[llvm-dev] [Proposal][Debuginfo] dsymutil-like tool for ELF.
Alexey Lapshin via llvm-dev
llvm-dev at lists.llvm.org
Thu Oct 29 00:50:23 PDT 2020
On 28.10.2020 20:38, David Blaikie wrote:
>
>
> On Wed, Oct 28, 2020 at 6:01 AM Alexey Lapshin <avl.lapshin at gmail.com
> <mailto:avl.lapshin at gmail.com>> wrote:
>
>
> On 28.10.2020 01:49, David Blaikie wrote:
>>
>>
>>>
>>>> Without loading all CU into the memory it would
>>>> require two passes solution. First to analyze
>>>> which part of DWARF relates to live code and then
>>>> second pass to generate the result.
>>>>
>>>> Not sure it'd require any more second pass than a
>>>> "fixup" pass, which it sounds like you're saying it
>>>> already has?
>>>
>>> It looks like it would need an additional pass to
>>> process inter-CU references(existed in incoming file) if
>>> we do not want to load all CUs into memory.
>>>
>>> Usually inter-CU references aren't used, except in LTO - and
>>> in LTO all the DWARF deduplication and function discarding
>>> is already done by the IR linker anyway. (ThinLTO is a bit
>>> different, but really we'd be better off teaching it the
>>> extra tricks anyway (some can't be fixed in ThinLTO - like
>>> emitting a "Home" definition of an inline function, only to
>>> find out other ThinLTO backend/shards managed to optimize
>>> away all uses of the function... so some cleanup may be
>>> useful there)). It might be possible to do a more
>>> dynamic/rolling cache - keep only the CUs with unresolved
>>> cross-CU references alive and only keep them alive until
>>> their cross-CU references are found/marked alive. This
>>> should make things no worse than the traditional dsymutil
>>> case - since cross-CU references are only
>>> effective/generally used within a single object file (it's
>>> possible to create relocations for them into other files -
>>> but I know LLVM doesn't currently do this and I don't think
>>> GCC does it) with multiple CUs anyway - so at most you'd
>>> keep all the CUs from a single original input file alive
>>> together.
>> But, since it is a DWARF documented case the tool should be
>> ready for such case(when inter-CU
>> references are heavily used).
>>
>>
>> Sure - but by implementing a CU liveness window like that
>> (keeping CUs live only so long as they need to be rather than an
>> all-or-nothing approach) only especially quirky inputs would hit
>> the worst case while the more normal inputs could perform better.
>
> It is not clear what should be put in such CU liveness window. If
> CU100 references CU1 - how could we know that we need to put CU1
> into CU liveness window before we processed CU100?
>
> Fair point, not just forward references to worry about but backward
> references too. I wonder how much savings there is in the liveness
> analysis compared to "keep one copy of everything, no matter whether
> it's live or not", then it can be a pure forward progress situation.

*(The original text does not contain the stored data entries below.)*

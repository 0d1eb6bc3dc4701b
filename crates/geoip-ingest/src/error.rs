//! Error types for the ingestion pipeline
//!
//! Every variant is fatal to a run. The pipeline surfaces the first root-cause
//! error and discards the cancellation errors of the stages it tore down.

use geoip_common::RecordError;
use thiserror::Error;

use crate::pipeline::{CancelReason, Stage};

/// Result type alias for ingestion operations
pub type Result<T> = std::result::Result<T, IngestError>;

/// Stable error classification, used for the exit diagnostic
#[derive(Debug, Clone, Copy, PartialEq, Eq)]
pub enum ErrorKind {
    SourceRead,
    SinkCommit,
    SinkUnavailable,
    Query,
    Cancellation,
    Configuration,
    StageAborted,
}

impl std::fmt::Display for ErrorKind {
    fn fmt(&self, f: &mut std::fmt::Formatter<'_>) -> std::fmt::Result {
        let name = match self {
            ErrorKind::SourceRead => "SourceReadError",
            ErrorKind::SinkCommit => "SinkCommitError",
            ErrorKind::SinkUnavailable => "SinkUnavailableError",
            ErrorKind::Query => "QueryError",
            ErrorKind::Cancellation => "CancellationError",
            ErrorKind::Configuration => "ConfigurationError",
            ErrorKind::StageAborted => "StageAbortedError",
        };
        f.write_str(name)
    }
}

/// Ingestion error
#[derive(Error, Debug)]
pub enum IngestError {
    /// Input could not be opened, read, or split into records
    #[error("Failed to read input at line {line}: {message}")]
    SourceRead { line: u64, message: String },

    /// A bulk commit failed as a whole or for some of its documents
    #[error("Bulk commit of {batch_len} documents failed: {message}")]
    SinkCommit { batch_len: usize, message: String },

    /// The sink could not be reached before the pipeline started
    #[error("Sink unavailable at {url}: {message}")]
    SinkUnavailable { url: String, message: String },

    /// A lookup against the index failed
    #[error("Lookup failed: {0}")]
    Query(String),

    /// The run was stopped by a sibling stage failure or an external signal
    #[error("Pipeline cancelled: {reason}")]
    Cancelled { reason: CancelReason },

    /// Invalid startup parameters
    #[error("Configuration error: {0}")]
    Config(String),

    /// A stage task died without reporting an error through the pipeline
    #[error("{stage} stage aborted: {message}")]
    StageAborted { stage: Stage, message: String },
}

impl IngestError {
    /// Create a source read error
    pub fn source_read(line: u64, message: impl Into<String>) -> Self {
        Self::SourceRead {
            line,
            message: message.into(),
        }
    }

    /// Create a sink commit error
    pub fn sink_commit(batch_len: usize, message: impl Into<String>) -> Self {
        Self::SinkCommit {
            batch_len,
            message: message.into(),
        }
    }

    /// Create a sink unavailable error
    pub fn sink_unavailable(url: impl Into<String>, message: impl Into<String>) -> Self {
        Self::SinkUnavailable {
            url: url.into(),
            message: message.into(),
        }
    }

    /// Create a configuration error
    pub fn config(msg: impl Into<String>) -> Self {
        Self::Config(msg.into())
    }

    /// Create a stage aborted error
    pub fn stage_aborted(stage: Stage, message: impl Into<String>) -> Self {
        Self::StageAborted {
            stage,
            message: message.into(),
        }
    }

    pub fn kind(&self) -> ErrorKind {
        match self {
            IngestError::SourceRead { .. } => ErrorKind::SourceRead,
            IngestError::SinkCommit { .. } => ErrorKind::SinkCommit,
            IngestError::SinkUnavailable { .. } => ErrorKind::SinkUnavailable,
            IngestError::Query(_) => ErrorKind::Query,
            IngestError::Cancelled { .. } => ErrorKind::Cancellation,
            IngestError::Config(_) => ErrorKind::Configuration,
            IngestError::StageAborted { .. } => ErrorKind::StageAborted,
        }
    }

    /// Whether this error only reports that the run was torn down
    pub fn is_cancellation(&self) -> bool {
        matches!(self, IngestError::Cancelled { .. })
    }
}

impl From<(u64, RecordError)> for IngestError {
    fn from((line, err): (u64, RecordError)) -> Self {
        IngestError::source_read(line, err.to_string())
    }
}
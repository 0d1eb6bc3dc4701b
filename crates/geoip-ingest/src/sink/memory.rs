//! In-memory sink
//!
//! Keeps committed batches in memory. Backs `--dry-run` and the pipeline
//! tests, which can make it reject a given commit or stall every commit.

use async_trait::async_trait;
use geoip_common::types::Document;
use std::sync::{Arc, Mutex, MutexGuard};
use std::time::Duration;

use super::{CommitReport, DocumentSink, ItemFailure};
use crate::error::Result;

#[derive(Debug, Default)]
struct Recorded {
    attempts: usize,
    sizes: Vec<usize>,
    batches: Vec<Vec<Document>>,
}

/// Sink that records batches instead of writing them anywhere
#[derive(Debug, Clone, Default)]
pub struct MemorySink {
    recorded: Arc<Mutex<Recorded>>,
    fail_on_commit: Option<usize>,
    commit_delay: Option<Duration>,
    retain: bool,
}

impl MemorySink {
    /// Sink that keeps every committed document
    pub fn new() -> Self {
        Self {
            retain: true,
            ..Default::default()
        }
    }

    /// Sink that only counts, for dry runs over full-size inputs
    pub fn counting() -> Self {
        Self::default()
    }

    /// Reject every document of the `n`-th commit (1-based)
    pub fn failing_on(mut self, n: usize) -> Self {
        self.fail_on_commit = Some(n);
        self
    }

    /// Sleep this long inside every commit
    pub fn with_commit_delay(mut self, delay: Duration) -> Self {
        self.commit_delay = Some(delay);
        self
    }

    /// Number of commit calls received, including rejected ones
    pub fn commit_attempts(&self) -> usize {
        self.lock().attempts
    }

    /// Successfully committed batches, in commit order
    pub fn batches(&self) -> Vec<Vec<Document>> {
        self.lock().batches.clone()
    }

    /// Sizes of the successfully committed batches
    pub fn batch_sizes(&self) -> Vec<usize> {
        self.lock().sizes.clone()
    }

    /// All committed documents, batches concatenated
    pub fn documents(&self) -> Vec<Document> {
        self.lock().batches.iter().flatten().cloned().collect()
    }

    fn lock(&self) -> MutexGuard<'_, Recorded> {
        self.recorded.lock().unwrap_or_else(|poisoned| poisoned.into_inner())
    }
}

#[async_trait]
impl DocumentSink for MemorySink {
    async fn commit(&self, batch: &[Document]) -> Result<CommitReport> {
        if let Some(delay) = self.commit_delay {
            tokio::time::sleep(delay).await;
        }

        let mut recorded = self.lock();
        recorded.attempts += 1;

        if self.fail_on_commit == Some(recorded.attempts) {
            let failures = batch
                .iter()
                .map(|doc| ItemFailure {
                    id: doc.id.clone(),
                    status: 400,
                    reason: "rejected by memory sink".to_string(),
                })
                .collect();
            return Ok(CommitReport {
                indexed: 0,
                failures,
            });
        }

        recorded.sizes.push(batch.len());
        if self.retain {
            recorded.batches.push(batch.to_vec());
        }
        Ok(CommitReport::all_indexed(batch.len()))
    }

    fn name(&self) -> &str {
        "memory"
    }
}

> (with the quirk that you might emit a declaration for an entity once,
> then a definition for it later - alternatively if a declaration is
> seen it could be skipped under the assumption that a definition will
> follow (& use a forward ref fixup) - and if none is found, splat some
> stub declarations into a trailing CU at the end)
That should probably be measured, but I think we would loss most of size
reduction
(since we would start keep unreferenced data which is currently removed).

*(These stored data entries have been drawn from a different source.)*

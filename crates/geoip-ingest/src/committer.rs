//! Batch committer stage
//!
//! Accumulates documents into a batch, commits it to the sink whenever it
//! reaches the configured size, and flushes the remainder once the document
//! channel closes cleanly. A cancelled run never triggers that final flush.

use geoip_common::types::Document;
use std::sync::Arc;
use std::time::{Duration, Instant};
use tokio::sync::mpsc;
use tracing::{debug, info};

use crate::error::{IngestError, Result};
use crate::pipeline::CancelSignal;
use crate::progress::Throughput;
use crate::sink::{CommitReport, DocumentSink};

/// Upper bound on the batch buffer reserved up front
const MAX_PREALLOCATED: usize = 10_000;

/// Totals for one committer run
#[derive(Debug, Clone, Copy, Default, PartialEq, Eq)]
pub struct CommitStats {
    pub documents: u64,
    pub batches: u64,
}

/// Consumer stage writing batches to a [`DocumentSink`]
pub struct BatchCommitter {
    sink: Arc<dyn DocumentSink>,
    batch_size: usize,
    throughput: Arc<Throughput>,
    progress_interval: Option<Duration>,
}

impl BatchCommitter {
    pub fn new(sink: Arc<dyn DocumentSink>, batch_size: usize, throughput: Arc<Throughput>) -> Self {
        Self {
            sink,
            batch_size,
            throughput,
            progress_interval: None,
        }
    }

    /// Log a progress line at most once per `interval`; zero disables it
    pub fn with_progress_interval(mut self, interval: Duration) -> Self {
        self.progress_interval = (!interval.is_zero()).then_some(interval);
        self
    }

    /// Consume documents until the channel closes, then flush the remainder.
    ///
    /// Returns the cancellation error as soon as the signal fires, whether
    /// waiting for input or inside a commit. A zero batch size is rejected
    /// before anything is received.
    pub async fn run(
        &self,
        rx: &mut mpsc::Receiver<Document>,
        cancel: &CancelSignal,
    ) -> Result<CommitStats> {
        if self.batch_size == 0 {
            return Err(IngestError::config("batch size must be a positive number"));
        }

        let mut batch = Vec::with_capacity(self.batch_size.min(MAX_PREALLOCATED));
        let mut stats = CommitStats::default();
        let mut last_progress = Instant::now();

        info!(sink = self.sink.name(), batch_size = self.batch_size, "Committer started");

        loop {
            let next = tokio::select! {
                biased;
                _ = cancel.cancelled() => return Err(cancel.error()),
                next = rx.recv() => next,
            };

            let Some(document) = next else {
                break;
            };

            batch.push(document);
            if batch.len() >= self.batch_size {
                self.commit(&mut batch, &mut stats, cancel).await?;
                self.report_progress(&mut last_progress);
            }
        }

        if cancel.is_cancelled() {
            return Err(cancel.error());
        }

        if !batch.is_empty() {
            self.commit(&mut batch, &mut stats, cancel).await?;
        }

        info!(
            documents = stats.documents,
            batches = stats.batches,
            "{}",
            self.throughput.snapshot()
        );
        Ok(stats)
    }

    async fn commit(
        &self,
        batch: &mut Vec<Document>,
        stats: &mut CommitStats,
        cancel: &CancelSignal,
    ) -> Result<()> {
        let report = tokio::select! {
            biased;
            _ = cancel.cancelled() => return Err(cancel.error()),
            report = self.sink.commit(batch.as_slice()) => report?,
        };

        if !report.is_success() {
            return Err(IngestError::sink_commit(batch.len(), rejection_message(&report, batch.len())));
        }

        let size = batch.len() as u64;
        stats.documents += size;
        stats.batches += 1;
        self.throughput.add(size);
        debug!(batch = stats.batches, size, total = stats.documents, "Committed batch");

        batch.clear();
        Ok(())
    }

    fn report_progress(&self, last: &mut Instant) {
        let Some(interval) = self.progress_interval else {
            return;
        };
        if last.elapsed() >= interval {
            info!("{}", self.throughput.snapshot());
            *last = Instant::now();
        }
    }
}

fn rejection_message(report: &CommitReport, batch_len: usize) -> String {
    match report.failures.first() {
        Some(first) => format!(
            "{} of {} documents rejected, first {} (status {}): {}",
            report.failures.len(),
            batch_len,
            first.id,
            first.status,
            first.reason
        ),
        None => format!("{} documents rejected", batch_len),
    }
}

Which would lead to slowdown performance and bigger disk space usage.
>
>> Moreover, llvm-dwarfutil would be the tool producing
>> exactly such situation. The resulting file(produced by
>> llvm-dwarfutil) would contain a lot of
>> inter-CU references. Probably, there is no practical reasons
>> to apply llvm-dwarfutil to the same
>> file twice but it would be a good test for the tool.
>>
>>
>> It'd be a good stress test, but not necessarily something that
>> would need to perform the best because it wouldn't be a common
>> use case.
>
> I agree that we should not slow down the DWARFLinker in common
> cases only because we need to support the worst cases.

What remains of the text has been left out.